Listed entries »
■ ■ ■

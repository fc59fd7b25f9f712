use chrono::{DateTime, Utc};
use serde::{Deserialize, Serialize};
use uuid::Uuid;

#[derive(Debug, Clone, Copy, PartialEq, Eq, Serialize, Deserialize)]
#[serde(rename_all = "lowercase")]
pub enum SyncStatus {
    Running,
    Continuing,
    Completed,
    Failed,
    Cancelled,
}

impl SyncStatus {
    pub const ACTIVE: [SyncStatus; 2] = [SyncStatus::Running, SyncStatus::Continuing];

    pub fn as_str(&self) -> &'static str {
        match self {
            Self::Running => "running",
            Self::Continuing => "continuing",
            Self::Completed => "completed",
            Self::Failed => "failed",
            Self::Cancelled => "cancelled",
        }
    }

    pub fn from_str(s: &str) -> Self {
        match s {
            "running" => Self::Running,
            "continuing" => Self::Continuing,
            "completed" => Self::Completed,
            "cancelled" => Self::Cancelled,
            _ => Self::Failed,
        }
    }

    /// Running or continuing; terminal runs are immutable.
    pub fn is_active(&self) -> bool {
        matches!(self, Self::Running | Self::Continuing)
    }
}

/// Requested range, persisted so any invocation can resume from the row alone.
#[derive(Debug, Clone, PartialEq, Serialize, Deserialize)]
#[serde(rename_all = "camelCase")]
pub struct SyncParams {
    pub start: DateTime<Utc>,
    pub end: DateTime<Utc>,
    pub fetch_all: bool,
    pub start_page: u32,
}

/// Cursor position of a run.
#[derive(Debug, Clone, PartialEq, Serialize, Deserialize)]
#[serde(rename_all = "camelCase")]
pub struct SyncCheckpoint {
    pub page: u32,
    pub chunk_index: u32,
    pub chunk_start: Option<DateTime<Utc>>,
    pub chunk_end: Option<DateTime<Utc>>,
    pub total_chunks: u32,
    pub total_pages: Option<u32>,
    pub last_activity: DateTime<Utc>,
}

#[derive(Debug, Clone, Serialize)]
#[serde(rename_all = "camelCase")]
pub struct SyncRun {
    pub id: Uuid,
    pub source: String,
    pub status: SyncStatus,
    pub started_at: DateTime<Utc>,
    pub completed_at: Option<DateTime<Utc>>,
    pub total_fetched: i64,
    pub total_inserted: i64,
    pub total_skipped: i64,
    pub checkpoint: SyncCheckpoint,
    pub params: SyncParams,
    pub metadata: serde_json::Value,
    pub error_message: Option<String>,
}

impl SyncRun {
    /// Whether the run has shown no activity since `threshold` ago.
    pub fn is_stale(&self, now: DateTime<Utc>, threshold: chrono::Duration) -> bool {
        now - self.checkpoint.last_activity > threshold
    }

    pub fn progress(&self) -> RunProgress {
        RunProgress {
            page: self.checkpoint.page,
            chunk_index: self.checkpoint.chunk_index,
            chunk_start: self.checkpoint.chunk_start,
            chunk_end: self.checkpoint.chunk_end,
            total_chunks: self.checkpoint.total_chunks,
            total_pages: self.checkpoint.total_pages,
            total_fetched: self.total_fetched,
            total_inserted: self.total_inserted,
            total_skipped: self.total_skipped,
        }
    }
}

/// Absolute cursor and counter values written by a checkpoint.
///
/// The caller computes the totals; the store never increments.
#[derive(Debug, Clone, PartialEq, Eq)]
pub struct RunProgress {
    pub page: u32,
    pub chunk_index: u32,
    pub chunk_start: Option<DateTime<Utc>>,
    pub chunk_end: Option<DateTime<Utc>>,
    pub total_chunks: u32,
    pub total_pages: Option<u32>,
    pub total_fetched: i64,
    pub total_inserted: i64,
    pub total_skipped: i64,
}

#[derive(Debug, Clone)]
pub struct NewSyncRun {
    pub id: Uuid,
    pub source: String,
    pub params: SyncParams,
    pub total_chunks: u32,
    pub metadata: serde_json::Value,
}
pub mod chunker;
pub mod coordinator;
pub mod engine;
pub mod normalize;
pub mod writer;

pub use coordinator::{RunCoordinator, StartRequest, SyncError, SyncPolicy};
pub use engine::{HandOffReason, InvocationOutcome, SyncEngine};
impl RunCoordinator {
    pub fn new(store: Arc<dyn Store>, policy: SyncPolicy) -> Self {
        Self { store, policy }
    }

    pub fn policy(&self) -> &SyncPolicy {
        &self.policy
    }

    /// Resolve request dates into persisted parameters.
    ///
    /// The end is clamped to `now - safety`; an inverted request is an error.
    pub fn resolve_params(
        &self,
        request: &StartRequest,
        now: DateTime<Utc>,
    ) -> Result<SyncParams, SyncError> {
        let requested_end = request.end.unwrap_or(now);
        let start = request.start.unwrap_or(now - self.policy.default_lookback);
        if start > requested_end {
            return Err(ChunkError::InvertedRange {
                start,
                end: requested_end,
            }
            .into());
        }
        if self.policy.max_window_days == 0 {
            return Err(ChunkError::ZeroWindow.into());
        }

        Ok(SyncParams {
            start,
            end: requested_end.min(now - self.policy.end_date_safety),
            fetch_all: request.fetch_all,
            start_page: request.page.unwrap_or(1).max(1),
        })
    }

    /// Create a new run or claim a `continuing` one.
    pub async fn start_or_resume(
        &self,
        source: &str,
        request: &StartRequest,
    ) -> Result<SyncRun, SyncError> {
        if let Some(run_id) = request.resume {
            return self.resume(source, run_id).await;
        }

        let now = Utc::now();
        if let Some(active) = self.store.find_active_run(source).await? {
            if request.continuation && active.status == SyncStatus::Continuing {
                return self.resume(source, active.id).await;
            }
            if !active.is_stale(now, self.policy.stale_threshold) {
                info!(
                    source = %source,
                    existing_sync_id = %active.id,
                    "Rejecting sync start, run already active"
                );
                return Err(SyncError::Conflict {
                    existing: active.id,
                });
            }

            let reason = format!(
                "stale: no activity since {}",
                active.checkpoint.last_activity.to_rfc3339()
            );
            // The idle predicate is re-checked in the update. A run that
            // checkpointed since the read stays active and the insert conflicts.
            let cutoff = now - self.policy.stale_threshold;
            let reclaimed = self
                .store
                .fail_stale_runs(source, cutoff, &reason)
                .await?
                .contains(&active.id);
            if reclaimed {
                record_sync_run(source, SyncStatus::Failed.as_str());
                warn!(
                    source = %source,
                    sync_run_id = %active.id,
                    last_activity = %active.checkpoint.last_activity,
                    "Reclaimed stale sync run"
                );
            }
        }

        let params = self.resolve_params(request, now)?;
        let chunks = plan_chunks(&params, self.policy.max_window_days)?;

        let new_run = NewSyncRun {
            id: Uuid::new_v4(),
            source: source.to_string(),
            params,
            total_chunks: chunks.len() as u32,
            metadata: serde_json::json!({ "trigger": "api" }),
        };

        match self.store.insert_run(new_run).await? {
            CreateRunOutcome::Created(run) => {
                record_sync_run(source, SyncStatus::Running.as_str());
                info!(
                    source = %source,
                    sync_run_id = %run.id,
                    start = %run.params.start,
                    end = %run.params.end,
                    total_chunks = run.checkpoint.total_chunks,
                    fetch_all = run.params.fetch_all,
                    "Sync run started"
                );
                Ok(run)
            }
            CreateRunOutcome::Conflict(existing) => Err(SyncError::Conflict { existing }),
        }
    }

    async fn resume(&self, source: &str, run_id: Uuid) -> Result<SyncRun, SyncError> {
        let run = self
            .store
            .get_run(run_id)
            .await?
            .filter(|r| r.source == source)
            .ok_or(SyncError::RunNotFound(run_id))?;

        if !self.claim(run.id).await? {
            let current = self
                .store
                .get_run(run_id)
                .await?
                .map(|r| r.status)
                .unwrap_or(run.status);
            return Err(if current.is_active() {
                SyncError::Conflict { existing: run_id }
            } else {
                SyncError::NotResumable {
                    id: run_id,
                    status: current,
                }
            });
        }

        info!(source = %source, sync_run_id = %run_id, "Sync run resumed");
        self.store
            .get_run(run_id)
            .await?
            .ok_or(SyncError::RunNotFound(run_id))
    }

    /// `continuing -> running`. Only one caller can win.
    pub async fn claim(&self, run_id: Uuid) -> Result<bool, SyncError> {
        Ok(self
            .store
            .transition_run(run_id, &[SyncStatus::Continuing], SyncStatus::Running, None)
            .await?)
    }

    /// `running -> continuing`, after the checkpoint has been written.
    pub async fn hand_off(&self, run_id: Uuid) -> Result<bool, SyncError> {
        Ok(self
            .store
            .transition_run(run_id, &[SyncStatus::Running], SyncStatus::Continuing, None)
            .await?)
    }

    pub async fn checkpoint(
        &self,
        run_id: Uuid,
        progress: &RunProgress,
    ) -> Result<SyncStatus, SyncError> {
        Ok(self.store.save_checkpoint(run_id, progress).await?)
    }

    pub async fn complete(&self, run: &SyncRun) -> Result<bool, SyncError> {
        let done = self
            .store
            .transition_run(run.id, &SyncStatus::ACTIVE, SyncStatus::Completed, None)
            .await?;
        if done {
            record_sync_run(&run.source, SyncStatus::Completed.as_str());
            info!(source = %run.source, sync_run_id = %run.id, "Sync run completed");
        }
        Ok(done)
    }

    pub async fn fail(&self, run: &SyncRun, error: &str) -> Result<bool, SyncError> {
        let failed = self
            .store
            .transition_run(run.id, &SyncStatus::ACTIVE, SyncStatus::Failed, Some(error))
            .await?;
        if failed {
            record_sync_run(&run.source, SyncStatus::Failed.as_str());
            warn!(source = %run.source, sync_run_id = %run.id, error = %error, "Sync run failed");
        }
        Ok(failed)
    }

    /// Cancel every active run of `source`.
    pub async fn cancel_all(&self, source: &str) -> Result<Vec<Uuid>, SyncError> {
        let cancelled = self.store.cancel_active_runs(source).await?;
        for id in &cancelled {
            record_sync_run(source, SyncStatus::Cancelled.as_str());
            info!(source = %source, sync_run_id = %id, "Sync run cancelled");
        }
        Ok(cancelled)
    }

    /// Fail active runs idle for longer than `threshold_minutes`.
    pub async fn cleanup_stale(
        &self,
        source: &str,
        threshold_minutes: i64,
    ) -> Result<Vec<Uuid>, SyncError> {
        let cutoff = Utc::now() - Duration::minutes(threshold_minutes);
        let reason = format!("stale: no activity for {} minutes", threshold_minutes);
        let failed = self.store.fail_stale_runs(source, cutoff, &reason).await?;
        for id in &failed {
            record_sync_run(source, SyncStatus::Failed.as_str());
            warn!(source = %source, sync_run_id = %id, "Stale sync run marked failed");
        }
        Ok(failed)
    }

    pub async fn is_paused(&self, source: &str) -> Result<bool, SyncError> {
        Ok(self.store.is_paused(source).await?)
    }
}

#[cfg(test)]
mod tests {
    use super::*;
    use crate::services::store::{MemoryStore, SyncRunStore};

    fn policy() -> SyncPolicy {
        SyncPolicy {
            stale_threshold: Duration::minutes(15),
            max_window_days: 31,
            end_date_safety: Duration::minutes(5),
            default_lookback: Duration::days(90),
            invocation_budget: std::time::Duration::from_secs(5),
            upsert_batch_size: 500,
            pause_poll_interval: std::time::Duration::from_millis(10),
        }
    }

    fn coordinator() -> (Arc<MemoryStore>, RunCoordinator) {
        let store = Arc::new(MemoryStore::new());
        (store.clone(), RunCoordinator::new(store, policy()))
    }

    #[test]
    fn continues_while_pages_remain_in_chunk() {
        assert_eq!(
            decide_continuation(0, 1, 3, 3, false),
            Continuation::Continue {
                chunk_index: 0,
                page: 2
            }
        );
    }

    #[test]
    fn moves_to_next_chunk_only_when_fetching_everything() {
        assert_eq!(
            decide_continuation(0, 3, 3, 3, true),
            Continuation::Continue {
                chunk_index: 1,
                page: 1
            }
        );
        assert_eq!(decide_continuation(0, 3, 3, 3, false), Continuation::Complete);
        assert_eq!(decide_continuation(2, 1, 1, 3, true), Continuation::Complete);
        assert_eq!(
            decide_continuation(1, 1, 0, 3, true),
            Continuation::Continue {
                chunk_index: 2,
                page: 1
            }
        );
    }

    #[test]
    fn end_date_is_clamped_and_future_ranges_plan_nothing() {
        let (_, coordinator) = coordinator();
        let now = Utc::now();

        let params = coordinator
            .resolve_params(
                &StartRequest {
                    start: Some(now + Duration::days(1)),
                    end: Some(now + Duration::days(2)),
                    ..Default::default()
                },
                now,
            )
            .unwrap();
        assert_eq!(params.end, now - Duration::minutes(5));
        assert!(plan_chunks(&params, 31).unwrap().is_empty());

        let inverted = coordinator.resolve_params(
            &StartRequest {
                start: Some(now),
                end: Some(now - Duration::days(1)),
                ..Default::default()
            },
            now,
        );
        assert!(matches!(inverted, Err(SyncError::InvalidRange(_))));
    }

    #[tokio::test]
    async fn active_run_blocks_a_second_start() {
        let (_, coordinator) = coordinator();
        let first = coordinator
            .start_or_resume("gateway", &StartRequest::default())
            .await
            .unwrap();

        match coordinator
            .start_or_resume("gateway", &StartRequest::default())
            .await
        {
            Err(SyncError::Conflict { existing }) => assert_eq!(existing, first.id),
            other => panic!("expected conflict, got {:?}", other.map(|r| r.id)),
        }
    }

    #[tokio::test]
    async fn stale_run_is_failed_before_a_new_one_starts() {
        let store = Arc::new(MemoryStore::new());
        let mut stale_policy = policy();
        stale_policy.stale_threshold = Duration::zero();
        let coordinator = RunCoordinator::new(store.clone(), stale_policy);

        let first = coordinator
            .start_or_resume("gateway", &StartRequest::default())
            .await
            .unwrap();
        tokio::time::sleep(std::time::Duration::from_millis(5)).await;
        let second = coordinator
            .start_or_resume("gateway", &StartRequest::default())
            .await
            .unwrap();

        assert_ne!(first.id, second.id);
        let old = store.get_run(first.id).await.unwrap().unwrap();
        assert_eq!(old.status, SyncStatus::Failed);
        assert!(old.error_message.unwrap().starts_with("stale"));
    }

    #[tokio::test]
    async fn resume_claims_a_continuing_run_once() {
        let (_, coordinator) = coordinator();
        let run = coordinator
            .start_or_resume("gateway", &StartRequest::default())
            .await
            .unwrap();
        assert!(coordinator.hand_off(run.id).await.unwrap());

        let resume = StartRequest {
            resume: Some(run.id),
            ..Default::default()
        };
        let resumed = coordinator.start_or_resume("gateway", &resume).await.unwrap();
        assert_eq!(resumed.status, SyncStatus::Running);
        assert!(matches!(
            coordinator.start_or_resume("gateway", &resume).await,
            Err(SyncError::Conflict { .. })
        ));
    }

    #[tokio::test]
    async fn continuation_request_picks_up_the_continuing_run() {
        let (_, coordinator) = coordinator();
        let run = coordinator
            .start_or_resume("gateway", &StartRequest::default())
            .await
            .unwrap();

        let follow_up = StartRequest {
            continuation: true,
            ..Default::default()
        };
        assert!(matches!(
            coordinator.start_or_resume("gateway", &follow_up).await,
            Err(SyncError::Conflict { existing }) if existing == run.id
        ));

        assert!(coordinator.hand_off(run.id).await.unwrap());
        let resumed = coordinator.start_or_resume("gateway", &follow_up).await.unwrap();
        assert_eq!(resumed.id, run.id);
        assert_eq!(resumed.status, SyncStatus::Running);
    }

    #[tokio::test]
    async fn cancel_all_and_cleanup_stale() {
        let (store, coordinator) = coordinator();
        let run = coordinator
            .start_or_resume("gateway", &StartRequest::default())
            .await
            .unwrap();

        assert!(coordinator.cleanup_stale("gateway", 60).await.unwrap().is_empty());
        assert_eq!(coordinator.cancel_all("gateway").await.unwrap(), vec![run.id]);
        assert_eq!(
            store.get_run(run.id).await.unwrap().unwrap().status,
            SyncStatus::Cancelled
        );
        assert!(coordinator.cancel_all("gateway").await.unwrap().is_empty());
    }
}
use crate::error::AppError;
use config::{Config as Cfg, File};
use serde::Deserialize;

/// Settings shared by every service binary.
#[derive(Debug, Deserialize, Clone)]
pub struct Config {
    #[serde(default = "default_port")]
    pub port: u16,
    /// Upper bound for request bodies; CSV chunks arrive as JSON strings.
    #[serde(default = "default_body_limit")]
    pub body_limit_bytes: usize,
}

fn default_port() -> u16 {
    8080
}

fn default_body_limit() -> usize {
    16 * 1024 * 1024
}

impl Default for Config {
    fn default() -> Self {
        Self {
            port: default_port(),
            body_limit_bytes: default_body_limit(),
        }
    }
}

impl Config {
    pub fn load() -> Result<Self, AppError> {
        dotenvy::dotenv().ok();

        let config = Cfg::builder()
            .add_source(File::with_name("configuration").required(false))
            .add_source(config::Environment::with_prefix("APP").separator("__"))
            .build()?;

        Ok(config.try_deserialize()?)
    }
}
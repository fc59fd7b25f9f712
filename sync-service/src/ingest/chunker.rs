//! Splits a date range into windows the payment API accepts.

use chrono::{DateTime, Duration, Utc};
use serde::{Deserialize, Serialize};
use thiserror::Error;

#[derive(Debug, Clone, Copy, PartialEq, Eq, Serialize, Deserialize)]
#[serde(rename_all = "camelCase")]
pub struct ChunkWindow {
    pub start: DateTime<Utc>,
    pub end: DateTime<Utc>,
}

#[derive(Debug, Error, PartialEq, Eq)]
pub enum ChunkError {
    #[error("start {start} is after end {end}")]
    InvertedRange {
        start: DateTime<Utc>,
        end: DateTime<Utc>,
    },
    #[error("maximum window must be at least one day")]
    ZeroWindow,
}

/// Smallest step between consecutive windows.
fn step() -> Duration {
    Duration::seconds(1)
}

/// Cover `[start, end]` with ordered, non-overlapping windows no wider than
/// `max_window_days`.
///
/// Each window ends at `min(start + max_window_days, end)` and the next one
/// starts one second later. `start == end` yields a single instant window.
pub fn chunk_range(
    start: DateTime<Utc>,
    end: DateTime<Utc>,
    max_window_days: u32,
) -> Result<Vec<ChunkWindow>, ChunkError> {
    if max_window_days == 0 {
        return Err(ChunkError::ZeroWindow);
    }
    if start > end {
        return Err(ChunkError::InvertedRange { start, end });
    }

    let window = Duration::days(i64::from(max_window_days));
    let mut chunks = Vec::new();
    let mut chunk_start = start;

    loop {
        let chunk_end = (chunk_start + window).min(end);
        chunks.push(ChunkWindow {
            start: chunk_start,
            end: chunk_end,
        });

        if chunk_end >= end {
            break;
        }
        chunk_start = chunk_end + step();
        if chunk_start > end {
            break;
        }
    }

    Ok(chunks)
}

■ ■ ■

Activity »
Across the entries above, how many lines include "ZeroWindow"? State only that number.

Final answer »
3